Collected data entries:
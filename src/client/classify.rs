//! k-nearest-neighbour majority vote over decoded distances.

use crate::error::{err, Result};

/// Label with the most occurrences among the `k` nearest candidates.
///
/// Candidates are ranked by a stable ascending sort, so equal distances keep
/// their input order. Equally frequent labels are resolved in favour of the
/// one that appears first in the ranked top-k. A `k` above the candidate
/// count uses every candidate.
pub fn classify(distances: &[f64], labels: &[String], k: usize) -> Result<String> {
    if distances.len() != labels.len() {
        return Err(err!(
            Protocol,
            "{} distances but {} labels",
            distances.len(),
            labels.len()
        ));
    }
    if k == 0 {
        return Err(err!(Configuration, "k must be at least 1"));
    }
    if distances.is_empty() {
        return Err(err!(Configuration, "no candidates to classify"));
    }

    let mut ranked: Vec<(f64, &str)> = distances
        .iter()
        .copied()
        .zip(labels.iter().map(String::as_str))
        .collect();
    ranked.sort_by(|a, b| a.0.total_cmp(&b.0));

    let mut counts: Vec<(&str, usize)> = Vec::new();
    for &(_, label) in ranked.iter().take(k) {
        match counts.iter_mut().find(|(l, _)| *l == label) {
            Some((_, count)) => *count += 1,
            None => counts.push((label, 1)),
        }
    }

    // counts is in first-occurrence order; only a strictly larger count wins
    let mut best = counts[0];
    for &candidate in &counts[1..] {
        if candidate.1 > best.1 {
            best = candidate;
        }
    }
    Ok(best.0.to_string())
}

/// [`classify`] applied to each query's distances.
pub fn classify_all(
    distances: &[Vec<f64>],
    labels: &[Vec<String>],
    k: usize,
) -> Result<Vec<String>> {
    if distances.len() != labels.len() {
        return Err(err!(
            Protocol,
            "{} distance lists but {} label lists",
            distances.len(),
            labels.len()
        ));
    }
    distances
        .iter()
        .zip(labels)
        .map(|(d, l)| classify(d, l, k))
        .collect()
}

— What is expected —
The answer must be every line of the data that contains the word "best".

— Response box —
    let mut best = counts[0];
        if candidate.1 > best.1 {
            best = candidate;
    Ok(best.0.to_string())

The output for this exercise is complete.